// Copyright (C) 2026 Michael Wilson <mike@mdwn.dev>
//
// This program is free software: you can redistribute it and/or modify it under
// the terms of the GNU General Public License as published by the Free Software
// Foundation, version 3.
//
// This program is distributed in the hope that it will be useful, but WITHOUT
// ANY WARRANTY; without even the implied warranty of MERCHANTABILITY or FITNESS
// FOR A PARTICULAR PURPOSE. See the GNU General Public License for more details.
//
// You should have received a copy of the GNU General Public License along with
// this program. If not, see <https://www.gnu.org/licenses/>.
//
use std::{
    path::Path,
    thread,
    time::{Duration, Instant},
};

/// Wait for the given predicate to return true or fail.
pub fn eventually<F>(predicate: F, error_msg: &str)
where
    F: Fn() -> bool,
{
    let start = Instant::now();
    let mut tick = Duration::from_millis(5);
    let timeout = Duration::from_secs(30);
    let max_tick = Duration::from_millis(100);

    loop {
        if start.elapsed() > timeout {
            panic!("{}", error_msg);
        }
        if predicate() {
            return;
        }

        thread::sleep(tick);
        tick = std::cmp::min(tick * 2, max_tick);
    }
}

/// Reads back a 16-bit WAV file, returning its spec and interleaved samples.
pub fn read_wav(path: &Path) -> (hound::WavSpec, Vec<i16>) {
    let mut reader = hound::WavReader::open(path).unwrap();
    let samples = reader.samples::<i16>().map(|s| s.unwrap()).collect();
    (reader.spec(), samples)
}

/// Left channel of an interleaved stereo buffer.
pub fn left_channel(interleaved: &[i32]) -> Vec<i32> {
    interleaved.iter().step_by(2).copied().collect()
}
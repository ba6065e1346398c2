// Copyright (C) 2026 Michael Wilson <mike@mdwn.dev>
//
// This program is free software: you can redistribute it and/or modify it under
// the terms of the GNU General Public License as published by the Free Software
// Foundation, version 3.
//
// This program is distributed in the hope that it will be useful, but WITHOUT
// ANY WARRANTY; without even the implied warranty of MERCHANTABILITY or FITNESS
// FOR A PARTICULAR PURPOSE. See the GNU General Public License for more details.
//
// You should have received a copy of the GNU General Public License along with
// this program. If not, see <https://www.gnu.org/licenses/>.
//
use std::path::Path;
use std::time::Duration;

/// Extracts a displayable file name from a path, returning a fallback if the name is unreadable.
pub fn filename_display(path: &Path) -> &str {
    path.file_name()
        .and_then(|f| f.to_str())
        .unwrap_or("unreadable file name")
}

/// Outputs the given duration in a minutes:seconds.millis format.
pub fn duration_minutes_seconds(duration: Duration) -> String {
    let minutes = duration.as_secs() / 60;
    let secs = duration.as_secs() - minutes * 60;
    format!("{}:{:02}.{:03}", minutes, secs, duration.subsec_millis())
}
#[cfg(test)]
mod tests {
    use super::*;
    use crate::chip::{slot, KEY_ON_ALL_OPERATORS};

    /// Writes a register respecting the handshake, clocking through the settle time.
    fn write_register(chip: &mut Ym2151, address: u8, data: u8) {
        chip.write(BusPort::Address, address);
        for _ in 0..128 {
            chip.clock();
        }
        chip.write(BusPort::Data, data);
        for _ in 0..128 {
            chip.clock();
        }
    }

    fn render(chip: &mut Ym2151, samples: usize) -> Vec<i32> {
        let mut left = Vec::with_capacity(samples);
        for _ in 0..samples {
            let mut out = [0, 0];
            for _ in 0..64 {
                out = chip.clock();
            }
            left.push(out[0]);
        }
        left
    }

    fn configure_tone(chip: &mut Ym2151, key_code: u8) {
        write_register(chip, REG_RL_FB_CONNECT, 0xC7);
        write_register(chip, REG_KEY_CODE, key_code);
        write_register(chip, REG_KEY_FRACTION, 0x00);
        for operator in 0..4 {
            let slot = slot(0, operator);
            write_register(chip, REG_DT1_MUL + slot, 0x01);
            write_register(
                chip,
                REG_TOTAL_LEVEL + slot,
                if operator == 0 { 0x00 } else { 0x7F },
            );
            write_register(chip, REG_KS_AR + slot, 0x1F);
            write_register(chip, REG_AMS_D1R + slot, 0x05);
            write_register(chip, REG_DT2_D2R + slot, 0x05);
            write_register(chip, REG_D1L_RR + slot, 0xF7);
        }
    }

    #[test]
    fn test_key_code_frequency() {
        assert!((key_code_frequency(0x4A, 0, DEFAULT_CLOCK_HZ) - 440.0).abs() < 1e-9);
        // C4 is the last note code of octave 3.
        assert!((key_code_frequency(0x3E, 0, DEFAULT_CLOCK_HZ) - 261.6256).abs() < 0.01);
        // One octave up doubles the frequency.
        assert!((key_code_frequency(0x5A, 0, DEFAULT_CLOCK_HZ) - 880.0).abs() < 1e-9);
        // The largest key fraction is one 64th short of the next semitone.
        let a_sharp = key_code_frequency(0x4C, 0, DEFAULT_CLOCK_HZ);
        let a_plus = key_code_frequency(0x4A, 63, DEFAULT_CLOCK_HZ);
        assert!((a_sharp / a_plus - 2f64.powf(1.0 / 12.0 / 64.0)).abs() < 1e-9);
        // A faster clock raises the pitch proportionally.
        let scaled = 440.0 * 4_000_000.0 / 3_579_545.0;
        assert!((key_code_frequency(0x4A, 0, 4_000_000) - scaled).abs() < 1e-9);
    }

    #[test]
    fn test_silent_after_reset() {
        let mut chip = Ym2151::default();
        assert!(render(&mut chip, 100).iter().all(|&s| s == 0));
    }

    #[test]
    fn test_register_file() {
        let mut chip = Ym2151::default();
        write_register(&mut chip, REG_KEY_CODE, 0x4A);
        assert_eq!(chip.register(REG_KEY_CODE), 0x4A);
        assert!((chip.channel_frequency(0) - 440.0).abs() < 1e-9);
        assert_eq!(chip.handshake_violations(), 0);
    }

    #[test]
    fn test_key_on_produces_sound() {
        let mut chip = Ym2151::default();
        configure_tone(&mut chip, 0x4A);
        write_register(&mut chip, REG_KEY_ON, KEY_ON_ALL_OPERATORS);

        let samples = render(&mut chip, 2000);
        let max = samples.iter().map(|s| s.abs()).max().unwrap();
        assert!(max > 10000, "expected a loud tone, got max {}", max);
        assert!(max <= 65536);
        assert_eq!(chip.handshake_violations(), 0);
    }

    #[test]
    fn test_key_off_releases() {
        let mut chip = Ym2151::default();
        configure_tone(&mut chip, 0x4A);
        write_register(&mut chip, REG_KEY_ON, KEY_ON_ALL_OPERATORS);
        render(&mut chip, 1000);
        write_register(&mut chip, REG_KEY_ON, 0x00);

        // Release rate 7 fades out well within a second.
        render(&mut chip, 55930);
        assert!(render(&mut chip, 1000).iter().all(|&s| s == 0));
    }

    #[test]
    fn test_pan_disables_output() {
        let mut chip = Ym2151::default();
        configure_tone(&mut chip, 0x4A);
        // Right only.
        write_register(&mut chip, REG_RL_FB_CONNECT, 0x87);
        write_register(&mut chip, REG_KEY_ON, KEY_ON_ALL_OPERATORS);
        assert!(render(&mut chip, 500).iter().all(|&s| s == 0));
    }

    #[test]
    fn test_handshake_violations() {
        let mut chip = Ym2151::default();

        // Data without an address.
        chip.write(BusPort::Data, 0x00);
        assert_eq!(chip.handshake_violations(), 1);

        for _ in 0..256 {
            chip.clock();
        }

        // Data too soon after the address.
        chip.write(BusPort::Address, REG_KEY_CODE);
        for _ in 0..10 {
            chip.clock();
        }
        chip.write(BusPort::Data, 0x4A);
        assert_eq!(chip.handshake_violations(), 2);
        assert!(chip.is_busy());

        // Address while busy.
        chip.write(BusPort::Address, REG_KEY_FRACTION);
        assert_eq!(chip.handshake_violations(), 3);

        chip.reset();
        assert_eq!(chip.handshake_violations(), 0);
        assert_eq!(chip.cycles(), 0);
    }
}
________________
Look through the entries above; copy each line where the string "octave" appears.

        // C4 is the last note code of octave 3.
        // One octave up doubles the frequency.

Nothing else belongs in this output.